[Saved data entries]
⁂
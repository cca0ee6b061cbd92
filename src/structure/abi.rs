// Wed Jan 14 2026 - Alex

use crate::structure::{Alignment, Layout, LayoutError, ScalarKind};
use serde::{Deserialize, Serialize};
use std::fs;
use std::path::Path;

/// Platform sizes and alignments the resolver works from.
#[derive(Debug, Clone, PartialEq, Eq, Serialize, Deserialize)]
pub struct AbiTable {
    pub name: String,
    /// `int`, `uint` and `uintptr`.
    pub word: Layout,
    pub pointer: Layout,
    pub int64: Layout,
    pub float64: Layout,
    pub complex64: Layout,
    pub complex128: Layout,
    pub string: Layout,
    pub slice: Layout,
    pub map: Layout,
    pub channel: Layout,
    pub interface: Layout,
    pub function: Layout,
}

fn entry(size: u64, align: u64) -> Layout {
    // Preset entries are powers of two by construction.
    Layout::new(size, Alignment::new(align).unwrap_or(Alignment::ONE))
}

impl AbiTable {
    pub fn amd64() -> Self {
        Self {
            name: "amd64".to_string(),
            word: entry(8, 8),
            pointer: entry(8, 8),
            int64: entry(8, 8),
            float64: entry(8, 8),
            complex64: entry(8, 8),
            complex128: entry(16, 8),
            string: entry(16, 8),
            slice: entry(24, 8),
            map: entry(8, 8),
            channel: entry(8, 8),
            interface: entry(16, 8),
            function: entry(8, 8),
        }
    }

    pub fn arm64() -> Self {
        Self {
            name: "arm64".to_string(),
            ..Self::amd64()
        }
    }

    pub fn i386() -> Self {
        Self {
            name: "386".to_string(),
            word: entry(4, 4),
            pointer: entry(4, 4),
            int64: entry(8, 4),
            float64: entry(8, 4),
            complex64: entry(8, 4),
            complex128: entry(16, 4),
            string: entry(8, 4),
            slice: entry(12, 4),
            map: entry(4, 4),
            channel: entry(4, 4),
            interface: entry(8, 4),
            function: entry(4, 4),
        }
    }

    pub fn by_name(name: &str) -> Option<Self> {
        match name.to_lowercase().as_str() {
            "amd64" | "x86_64" | "x86-64" => Some(Self::amd64()),
            "arm64" | "aarch64" => Some(Self::arm64()),
            "386" | "i386" | "x86" => Some(Self::i386()),
            _ => None,
        }
    }

    pub fn from_file<P: AsRef<Path>>(path: P) -> Result<Self, LayoutError> {
        let text = fs::read_to_string(path.as_ref())?;
        let table: Self = serde_json::from_str(&text)?;
        table.validate()?;
        Ok(table)
    }

    /// A preset name, or a path to a JSON table.
    pub fn load(spec: &str) -> Result<Self, LayoutError> {
        if let Some(table) = Self::by_name(spec) {
            return Ok(table);
        }
        let path = Path::new(spec);
        if path.exists() {
            return Self::from_file(path);
        }
        Err(LayoutError::UnknownAbi(spec.to_string()))
    }

    pub fn validate(&self) -> Result<(), LayoutError> {
        let entries = [
            ("word", self.word),
            ("pointer", self.pointer),
            ("int64", self.int64),
            ("float64", self.float64),
            ("complex64", self.complex64),
            ("complex128", self.complex128),
            ("string", self.string),
            ("slice", self.slice),
            ("map", self.map),
            ("channel", self.channel),
            ("interface", self.interface),
            ("function", self.function),
        ];
        for (name, layout) in entries {
            if layout.size % layout.align.as_u64() != 0 {
                return Err(LayoutError::ValidationFailed(format!(
                    "{} entry of ABI {}: size {} is not a multiple of alignment {}",
                    name, self.name, layout.size, layout.align
                )));
            }
        }
        Ok(())
    }

    pub fn scalar(&self, kind: ScalarKind) -> Layout {
        match kind {
            ScalarKind::Bool | ScalarKind::Int8 | ScalarKind::Uint8 => entry(1, 1),
            ScalarKind::Int16 | ScalarKind::Uint16 => entry(2, 2),
            ScalarKind::Int32 | ScalarKind::Uint32 | ScalarKind::Float32 => entry(4, 4),
            ScalarKind::Int64 | ScalarKind::Uint64 => self.int64,
            ScalarKind::Float64 => self.float64,
            ScalarKind::Int | ScalarKind::Uint | ScalarKind::Uintptr => self.word,
            ScalarKind::Complex64 => self.complex64,
            ScalarKind::Complex128 => self.complex128,
            ScalarKind::String => self.string,
        }
    }
}

impl Default for AbiTable {
    fn default() -> Self {
        Self::amd64()
    }
}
⁂
> [Description of the task] Using the entries above, print each one again without any alteration.

> [Answer section]
repository cca0ee6b061cbd92
filename src/structure/abi.rs
// Wed Jan 14 2026 - Alex

use crate::structure::{Alignment, Layout, LayoutError, ScalarKind};
use serde::{Deserialize, Serialize};
use std::fs;
use std::path::Path;

/// Platform sizes and alignments the resolver works from.
#[derive(Debug, Clone, PartialEq, Eq, Serialize, Deserialize)]
pub struct AbiTable {
    pub name: String,
    /// `int`, `uint` and `uintptr`.
    pub word: Layout,
    pub pointer: Layout,
    pub int64: Layout,
    pub float64: Layout,
    pub complex64: Layout,
    pub complex128: Layout,
    pub string: Layout,
    pub slice: Layout,
    pub map: Layout,
    pub channel: Layout,
    pub interface: Layout,
    pub function: Layout,
}

fn entry(size: u64, align: u64) -> Layout {
    // Preset entries are powers of two by construction.
    Layout::new(size, Alignment::new(align).unwrap_or(Alignment::ONE))
}

impl AbiTable {
    pub fn amd64() -> Self {
        Self {
            name: "amd64".to_string(),
            word: entry(8, 8),
            pointer: entry(8, 8),
            int64: entry(8, 8),
            float64: entry(8, 8),
            complex64: entry(8, 8),
            complex128: entry(16, 8),
            string: entry(16, 8),
            slice: entry(24, 8),
            map: entry(8, 8),
            channel: entry(8, 8),
            interface: entry(16, 8),
            function: entry(8, 8),
        }
    }

    pub fn arm64() -> Self {
        Self {
            name: "arm64".to_string(),
            ..Self::amd64()
        }
    }

    pub fn i386() -> Self {
        Self {
            name: "386".to_string(),
            word: entry(4, 4),
            pointer: entry(4, 4),
            int64: entry(8, 4),
            float64: entry(8, 4),
            complex64: entry(8, 4),
            complex128: entry(16, 4),
            string: entry(8, 4),
            slice: entry(12, 4),
            map: entry(4, 4),
            channel: entry(4, 4),
            interface: entry(8, 4),
            function: entry(4, 4),
        }
    }

    pub fn by_name(name: &str) -> Option<Self> {
        match name.to_lowercase().as_str() {
            "amd64" | "x86_64" | "x86-64" => Some(Self::amd64()),
            "arm64" | "aarch64" => Some(Self::arm64()),
            "386" | "i386" | "x86" => Some(Self::i386()),
            _ => None,
        }
    }

    pub fn from_file<P: AsRef<Path>>(path: P) -> Result<Self, LayoutError> {
        let text = fs::read_to_string(path.as_ref())?;
        let table: Self = serde_json::from_str(&text)?;
        table.validate()?;
        Ok(table)
    }

    /// A preset name, or a path to a JSON table.
    pub fn load(spec: &str) -> Result<Self, LayoutError> {
        if let Some(table) = Self::by_name(spec) {
            return Ok(table);
        }
        let path = Path::new(spec);
        if path.exists() {
            return Self::from_file(path);
        }
        Err(LayoutError::UnknownAbi(spec.to_string()))
    }

    pub fn validate(&self) -> Result<(), LayoutError> {
        let entries = [
            ("word", self.word),
            ("pointer", self.pointer),
            ("int64", self.int64),
            ("float64", self.float64),
            ("complex64", self.complex64),
            ("complex128", self.complex128),
            ("string", self.string),
            ("slice", self.slice),
            ("map", self.map),
            ("channel", self.channel),
            ("interface", self.interface),
            ("function", self.function),
        ];
        for (name, layout) in entries {
            if layout.size % layout.align.as_u64() != 0 {
                return Err(LayoutError::ValidationFailed(format!(
                    "{} entry of ABI {}: size {} is not a multiple of alignment {}",
                    name, self.name, layout.size, layout.align
                )));
            }
        }
        Ok(())
    }

    pub fn scalar(&self, kind: ScalarKind) -> Layout {
        match kind {
            ScalarKind::Bool | ScalarKind::Int8 | ScalarKind::Uint8 => entry(1, 1),
            ScalarKind::Int16 | ScalarKind::Uint16 => entry(2, 2),
            ScalarKind::Int32 | ScalarKind::Uint32 | ScalarKind::Float32 => entry(4, 4),
            ScalarKind::Int64 | ScalarKind::Uint64 => self.int64,
            ScalarKind::Float64 => self.float64,
            ScalarKind::Int | ScalarKind::Uint | ScalarKind::Uintptr => self.word,
            ScalarKind::Complex64 => self.complex64,
            ScalarKind::Complex128 => self.complex128,
            ScalarKind::String => self.string,
        }
    }
}

impl Default for AbiTable {
    fn default() -> Self {
        Self::amd64()
    }
}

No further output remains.